Ao domingo, o carro tinha outra função: levar a família a passear pelas redondezas, talvez a ir almoçar fora (perdendo assim o som dos carros a acelerar no televisor de casa). A viagem nunca era até muito longe. Servia sobretudo para os automóveis se mostrarem, depois de ficarem uma semana inteira estacionados debaixo de uma capa cinzenta.
Uma imagem tão corriqueira, que, entretanto, desapareceu. Hoje em dia, os carros são demasiado banais para esse tipo de cuidados e atenções.
A música dos carros
Em «Comfy in Nautica», a primeira canção de Person Pitch, o álbum que Panda Bear lançou em 2007, ouvem-se carros de F1 a passar lá ao fundo. Não funcionam como mero sample, o músico usa-os como se fossem um saxofone ou outro instrumento de sopro. Quando o vi a apresentar o álbum ao vivo, no antigo B.Leza na Rua da Boavista em Lisboa, o som ainda era mais pronunciado. Preenchia a sala, batia nas paredes, era quase como se estivéssemos num autódromo (com más condições acústicas).

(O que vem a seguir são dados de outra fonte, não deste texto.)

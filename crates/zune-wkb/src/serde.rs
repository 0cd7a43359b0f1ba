/*
 * Copyright (c) 2023.
 *
 * This software is free software;
 *
 * You can redistribute it or modify it under terms of the MIT, Apache License or Zlib license
 */

#![cfg(feature = "serde")]

use serde::ser::*;

use crate::bytestream::ByteOrder;
use crate::pixel::{PixelType, Sample};
use crate::raster::GeoTransform;

impl Serialize for PixelType {
    fn serialize<S>(&self, serializer: S) -> Result<S::Ok, S::Error>
    where
        S: Serializer
    {
        // the name raster stores use, e.g `16BSI`
        serializer.serialize_str(self.name())
    }
}

impl Serialize for ByteOrder {
    fn serialize<S>(&self, serializer: S) -> Result<S::Ok, S::Error>
    where
        S: Serializer
    {
        match self {
            ByteOrder::BigEndian => serializer.serialize_str("BigEndian"),
            ByteOrder::LittleEndian => serializer.serialize_str("LittleEndian")
        }
    }
}

impl Serialize for Sample {
    fn serialize<S>(&self, serializer: S) -> Result<S::Ok, S::Error>
    where
        S: Serializer
    {
        match *self {
            Sample::U8(v) => serializer.serialize_u8(v),
            Sample::I8(v) => serializer.serialize_i8(v),
            Sample::U16(v) => serializer.serialize_u16(v),
            Sample::I16(v) => serializer.serialize_i16(v),
            Sample::U32(v) => serializer.serialize_u32(v),
            Sample::I32(v) => serializer.serialize_i32(v),
            Sample::F32(v) => serializer.serialize_f32(v),
            Sample::F64(v) => serializer.serialize_f64(v)
        }
    }
}

impl Serialize for GeoTransform {
    fn serialize<S>(&self, serializer: S) -> Result<S::Ok, S::Error>
    where
        S: Serializer
    {
        let mut state = serializer.serialize_struct("GeoTransform", 6)?;
        state.serialize_field("scale_x", &self.scale_x)?;
        state.serialize_field("scale_y", &self.scale_y)?;
        state.serialize_field("origin_x", &self.origin_x)?;
        state.serialize_field("origin_y", &self.origin_y)?;
        state.serialize_field("skew_x", &self.skew_x)?;
        state.serialize_field("skew_y", &self.skew_y)?;
        state.end()
    }
}
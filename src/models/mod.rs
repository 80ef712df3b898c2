mod article;
mod query;
mod stats;

pub use article::{Article, ArticleInput, BatchOutcome, FeedInfo, Topic};
pub use query::{ArticleQuery, QueryResult};
pub use stats::{SourceStats, StoreStats, TopicCount};
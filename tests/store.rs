use std::sync::Arc;

use chrono::{Duration, Utc};
use feedstash::models::{ArticleInput, ArticleQuery};
use feedstash::search::LanguageDetector;
use feedstash::Repository;
use tempfile::TempDir;

const IMPORT: &str = r#"[
  {
    "id": "a1",
    "title": "AI Breakthrough",
    "link": "https://example.com/a1",
    "description": "Researchers report a new model",
    "content": "Researchers report a new model",
    "source": "Tech Wire",
    "publishedAt": "2025-01-07T09:00:00Z"
  },
  {
    "id": "a2",
    "title": "Market Update",
    "link": "https://example.com/a2",
    "description": "Stocks closed higher",
    "content": "Stocks closed higher",
    "source": "Tech Wire",
    "publishedAt": "2025-01-06T09:00:00Z"
  }
]"#;

async fn open_store() -> (TempDir, Repository) {
    let dir = tempfile::tempdir().unwrap();
    let repo = Repository::open(dir.path().join("feeds.db"), false, true)
        .await
        .unwrap();
    (dir, repo)
}

fn input(id: &str, title: &str) -> ArticleInput {
    ArticleInput {
        id: id.to_string(),
        title: title.to_string(),
        link: format!("https://example.com/{id}"),
        description: String::new(),
        content: format!("{title} in depth"),
        author: "Desk".to_string(),
        source: "Wire".to_string(),
        categories: Vec::new(),
        published_at: Utc::now(),
    }
}

#[tokio::test]
async fn imported_articles_are_searchable() {
    let (_dir, repo) = open_store().await;
    let articles: Vec<ArticleInput> = serde_json::from_str(IMPORT).unwrap();
    assert_eq!(repo.save_feed("tech", articles).await.unwrap(), 2);

    let loaded = repo.load_feed("tech").await.unwrap();
    let ids: Vec<&str> = loaded.iter().map(|a| a.article_id.as_str()).collect();
    assert_eq!(ids, vec!["a1", "a2"]);
    assert!(loaded.iter().all(|a| a.source == "Tech Wire"));

    // Both articles are older than the freshness window, so bodies were
    // compressed on ingest and must read back intact.
    assert_eq!(loaded[1].content, "Stocks closed higher");

    let query = ArticleQuery {
        search: vec!["AI".to_string()],
        ..Default::default()
    };
    let found = repo.get_topic_articles("tech", &query).await.unwrap();
    assert_eq!(found.total_count, 1);
    assert_eq!(found.articles[0].article_id, "a1");

    let query = ArticleQuery {
        search: vec!["stocks".to_string()],
        select: vec!["id".to_string(), "title".to_string()],
        ..Default::default()
    };
    let found = repo.get_all_articles(&query).await.unwrap();
    let projected = found.project(&query.select).unwrap();
    assert_eq!(
        projected,
        vec![serde_json::json!({ "id": "a2", "title": "Market Update" })]
    );
}

#[tokio::test]
async fn topics_share_articles_until_deleted() {
    let (_dir, repo) = open_store().await;
    repo.save_feed("science", vec![input("s1", "Comet sighted")])
        .await
        .unwrap();
    let outcome = repo
        .assign_articles_to_topic("space", vec!["s1".to_string(), "missing".to_string()])
        .await
        .unwrap();
    assert_eq!(outcome.succeeded, 1);
    assert_eq!(outcome.failed, 1);

    assert_eq!(repo.get_feed_info("space").await.unwrap().article_count, 1);
    assert_eq!(repo.list_topics().await.unwrap().len(), 2);

    repo.delete_topic("science").await.unwrap();
    assert!(repo.get_article("s1").await.unwrap_err().is_not_found());
    assert!(repo.load_feed("space").await.unwrap_err().is_not_found());

    let stats = repo.stats().await.unwrap();
    assert_eq!(stats.total_articles, 0);
    assert_eq!(stats.total_topics, 1);
}

struct AlwaysFrench;

impl LanguageDetector for AlwaysFrench {
    fn detect(&self, _text: &str) -> Option<String> {
        Some("fr".to_string())
    }
}

#[tokio::test]
async fn injected_detector_labels_articles() {
    let (_dir, repo) = open_store().await;
    let repo = repo.with_language_detector(Arc::new(AlwaysFrench));
    repo.save_articles(vec![input("f1", "Bonjour")]).await.unwrap();
    assert_eq!(repo.get_article("f1").await.unwrap().language, "fr");
}

#[test]
fn retention_sweep_from_sync_context() {
    tokio_test::block_on(async {
        let (_dir, repo) = open_store().await;
        let mut old = input("o1", "Archive");
        old.published_at = Utc::now() - Duration::days(120);
        repo.save_feed("archive", vec![old, input("n1", "Latest")])
            .await
            .unwrap();

        assert_eq!(repo.cleanup_old_articles(Duration::days(90)).await.unwrap(), 1);
        assert_eq!(repo.load_feed("archive").await.unwrap().len(), 1);
    });
}
pub mod config;
pub mod content;
pub mod db;
pub mod error;
pub mod models;
pub mod search;

pub use config::Config;
pub use db::Repository;
pub use error::{AppError, Result};
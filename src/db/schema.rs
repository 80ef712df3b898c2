use std::path::Path;

use rusqlite::Connection;

use crate::error::Result;

/// Legacy owner of articles stored without a topic.
pub const SENTINEL_TOPIC_ID: i64 = 0;
pub const SENTINEL_TOPIC_NAME: &str = "__unassigned__";

pub const SCHEMA: &str = r#"
-- topics table
CREATE TABLE IF NOT EXISTS topics (
    id INTEGER PRIMARY KEY AUTOINCREMENT,
    name TEXT NOT NULL UNIQUE,
    created_at TEXT NOT NULL DEFAULT (strftime('%Y-%m-%dT%H:%M:%fZ', 'now')),
    updated_at TEXT NOT NULL DEFAULT (strftime('%Y-%m-%dT%H:%M:%fZ', 'now'))
);

-- id 0 owns articles that were saved without a topic
INSERT OR IGNORE INTO topics (id, name) VALUES (0, '__unassigned__');

-- articles table
CREATE TABLE IF NOT EXISTS articles (
    id INTEGER PRIMARY KEY AUTOINCREMENT,
    article_id TEXT NOT NULL UNIQUE,
    topic_id INTEGER NOT NULL DEFAULT 0 REFERENCES topics(id) ON DELETE CASCADE,
    title TEXT NOT NULL DEFAULT '',
    link TEXT NOT NULL DEFAULT '',
    description TEXT NOT NULL DEFAULT '',
    content TEXT NOT NULL DEFAULT '',
    author TEXT NOT NULL DEFAULT '',
    source TEXT NOT NULL DEFAULT '',
    categories TEXT NOT NULL DEFAULT '[]',
    published_at TEXT NOT NULL,
    created_at TEXT NOT NULL,
    updated_at TEXT NOT NULL,
    language TEXT NOT NULL DEFAULT 'en'
);

CREATE INDEX IF NOT EXISTS idx_articles_topic_id ON articles(topic_id);
CREATE INDEX IF NOT EXISTS idx_articles_published_at ON articles(published_at DESC);
CREATE INDEX IF NOT EXISTS idx_articles_author ON articles(author);
CREATE INDEX IF NOT EXISTS idx_articles_source ON articles(source);
CREATE INDEX IF NOT EXISTS idx_articles_topic_published ON articles(topic_id, published_at DESC);
CREATE INDEX IF NOT EXISTS idx_articles_author_source ON articles(author, source);
CREATE INDEX IF NOT EXISTS idx_articles_link ON articles(link);

-- compressed_content table (cold bodies, 1:1 with articles)
CREATE TABLE IF NOT EXISTS compressed_content (
    article_id TEXT PRIMARY KEY REFERENCES articles(article_id) ON DELETE CASCADE,
    compressed_content BLOB NOT NULL,
    compressed_at TEXT NOT NULL
);

-- search_index table (inverted index, rebuilt per article on every write)
CREATE TABLE IF NOT EXISTS search_index (
    id INTEGER PRIMARY KEY AUTOINCREMENT,
    article_id TEXT NOT NULL REFERENCES articles(article_id) ON DELETE CASCADE,
    search_term TEXT NOT NULL,
    field_type TEXT NOT NULL,
    language TEXT NOT NULL DEFAULT 'en',
    created_at TEXT NOT NULL
);

CREATE INDEX IF NOT EXISTS idx_search_index_term ON search_index(search_term, language);
CREATE INDEX IF NOT EXISTS idx_search_index_article_id ON search_index(article_id);

-- article_topics table (authoritative many-to-many membership)
CREATE TABLE IF NOT EXISTS article_topics (
    id INTEGER PRIMARY KEY AUTOINCREMENT,
    article_id TEXT NOT NULL REFERENCES articles(article_id) ON DELETE CASCADE,
    topic_id INTEGER NOT NULL REFERENCES topics(id) ON DELETE CASCADE,
    created_at TEXT NOT NULL,
    UNIQUE(article_id, topic_id)
);

CREATE INDEX IF NOT EXISTS idx_article_topics_topic_id ON article_topics(topic_id);
"#;

/// Tables that must exist with at least these columns, or the store is
/// rebuilt. `article_topics` is not listed; it is created on demand.
const REQUIRED_TABLES: &[(&str, &[&str])] = &[
    ("topics", &["id", "name", "created_at", "updated_at"]),
    (
        "articles",
        &[
            "id",
            "article_id",
            "topic_id",
            "title",
            "link",
            "description",
            "content",
            "author",
            "source",
            "categories",
            "published_at",
            "created_at",
            "updated_at",
            "language",
        ],
    ),
    (
        "compressed_content",
        &["article_id", "compressed_content", "compressed_at"],
    ),
    (
        "search_index",
        &["id", "article_id", "search_term", "field_type", "language"],
    ),
];

/// Names the first structural problem found, or `None` if the layout is
/// usable. Only table and column names are compared.
pub fn structural_problem(conn: &Connection) -> rusqlite::Result<Option<String>> {
    for (table, columns) in REQUIRED_TABLES {
        let mut stmt = conn.prepare("SELECT name FROM pragma_table_info(?1)")?;
        let present: Vec<String> = stmt
            .query_map([table], |row| row.get(0))?
            .collect::<rusqlite::Result<_>>()?;

        if present.is_empty() {
            return Ok(Some(format!("missing table '{table}'")));
        }
        if let Some(column) = columns.iter().find(|c| !present.iter().any(|p| p == *c)) {
            return Ok(Some(format!("table '{table}' is missing column '{column}'")));
        }
    }
    Ok(None)
}

/// Decides whether the database file at `path` must be recreated, and
/// deletes it (with its WAL side files) if so. Returns `true` when the
/// store starts out empty.
pub fn prepare_store(path: &Path, force_rebuild: bool) -> Result<bool> {
    if !path.exists() {
        tracing::info!("No database at {}, creating a new one", path.display());
        return Ok(true);
    }

    let reason = if force_rebuild {
        Some("rebuild forced by configuration".to_string())
    } else {
        let conn = Connection::open(path)?;
        let problem = match structural_problem(&conn) {
            Ok(problem) => problem,
            Err(e) => Some(format!("schema check failed: {e}")),
        };
        drop(conn);
        problem
    };

    let Some(reason) = reason else {
        return Ok(false);
    };

    tracing::warn!(
        "Rebuilding database at {} ({}); all stored topics and articles are discarded",
        path.display(),
        reason
    );
    remove_database_files(path)?;
    Ok(true)
}

fn remove_database_files(path: &Path) -> Result<()> {
    std::fs::remove_file(path)?;
    for suffix in ["-wal", "-shm"] {
        let mut side = path.as_os_str().to_owned();
        side.push(suffix);
        match std::fs::remove_file(&side) {
            Ok(()) => {}
            Err(e) if e.kind() == std::io::ErrorKind::NotFound => {}
            Err(e) => return Err(e.into()),
        }
    }
    Ok(())
}
use thiserror::Error;

#[derive(Debug, Error)]
pub enum AppError {
    #[error("database error: {0}")]
    Database(#[from] tokio_rusqlite::Error),

    #[error("database error: {0}")]
    Sqlite(#[from] rusqlite::Error),

    #[error("not found: {0}")]
    NotFound(String),

    #[error("invalid input: {0}")]
    InvalidInput(String),

    #[error("io error: {0}")]
    Io(#[from] std::io::Error),

    #[error("json error: {0}")]
    Json(#[from] serde_json::Error),

    #[error("config parse error: {0}")]
    Toml(#[from] toml::de::Error),

    #[error("invalid configuration: {0}")]
    Config(String),

    #[error("compression error: {0}")]
    Compression(String),

    #[error(transparent)]
    Other(#[from] anyhow::Error),
}

impl AppError {
    pub fn is_not_found(&self) -> bool {
        matches!(self, AppError::NotFound(_))
    }

    /// Timeouts are reported as database failures rather than a separate kind.
    pub(crate) fn timed_out(elapsed: tokio::time::error::Elapsed) -> Self {
        AppError::Database(tokio_rusqlite::Error::Other(Box::new(elapsed)))
    }
}

pub type Result<T> = std::result::Result<T, AppError>;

Mais ou menos na mesma altura, M.I.A. editou Kala, o seu segundo álbum (tão bom quanto o primeiro Arular). Curiosamente, também é na primeira canção, «Bamboo Banga», que se ouvem carros de F1 a acelerar à nossa volta. Para compor o ramalhete das referências automobilísticas, a cantora cita expressamente «Roadrunner» dos Modern Lovers de Jonathan Richman.3
«Leader of the Pack» das Shangri-Las não tem carros de corrida, mas o barulho das motas é quase como uma guitarra cheia de feedback de algumas décadas à frente.
A canção fala de um motociclista que vem do lado errado do caminho-de-ferro e é líder de um gang de motoqueiros. Apaixona-se por uma rapariga de boas famílias. E quando ela acaba a relação, ele fica tão consternado, que morre, vítima de um acidente (será que foi acidente?). Uma história de amor com um final trágico.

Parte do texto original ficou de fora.